Ambassador Robert Lighthizer, who served as President Donald Trump’s United
States Trade Representative, summarizes the balance our leaders have attempted
to strike over the years as they worked toward what is best for America,
“Conservative statesman from Alexander Hamilton to Ronald Reagan sometimes
supported protectionism and at other times they leaned toward lowering barriers.
But they always understood that trade policy was merely a tool for building a
strong and independent country with a prosperous middle class.”

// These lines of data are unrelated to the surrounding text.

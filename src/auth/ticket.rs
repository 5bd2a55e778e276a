//! Handshake outcome tickets.

// self
use crate::auth::{Identity, Properties};

/// Outcome of a handshake attempt: an optional identity plus the original properties bag.
///
/// A ticket with an absent identity is a fully formed value meaning "authentication did not
/// succeed", not an error return. Downstream logic decides what to do with it; the recovered
/// properties survive either way.
#[derive(Clone, Debug, PartialEq, Eq)]
pub struct Ticket {
	/// Identity vouched for by the portal, absent on any handshake failure.
	pub identity: Option<Identity>,
	/// Properties recovered from the state round trip.
	pub properties: Properties,
}
impl Ticket {
	/// Ticket for a successful handshake.
	pub fn authenticated(identity: Identity, properties: Properties) -> Self {
		Self { identity: Some(identity), properties }
	}

	/// Ticket for a denied or failed handshake.
	pub fn unauthenticated(properties: Properties) -> Self {
		Self { identity: None, properties }
	}

	/// Whether the handshake produced an identity.
	pub fn is_authenticated(&self) -> bool {
		self.identity.is_some()
	}
}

If America viewed trade policy as a tool and not a goal in and of itself, we
would want to consider how dependent we are on other nations for necessities,
including potentially hostile adversaries such as China. This even includes
materials related to our national security and defense. Currently, a shortage of
semiconductors exists. “Why are semiconductors so important? Because computer
chips are the ‘brains’ of not just computers, cars, and medical devices, but
also the weapons systems that support America’s military. Being so dependent on
imported computer chips leaves America’s national security vulnerable to the
whims of the global market,” wrote Michael Stumo, CEO of the Coalition for a
Prosperous America.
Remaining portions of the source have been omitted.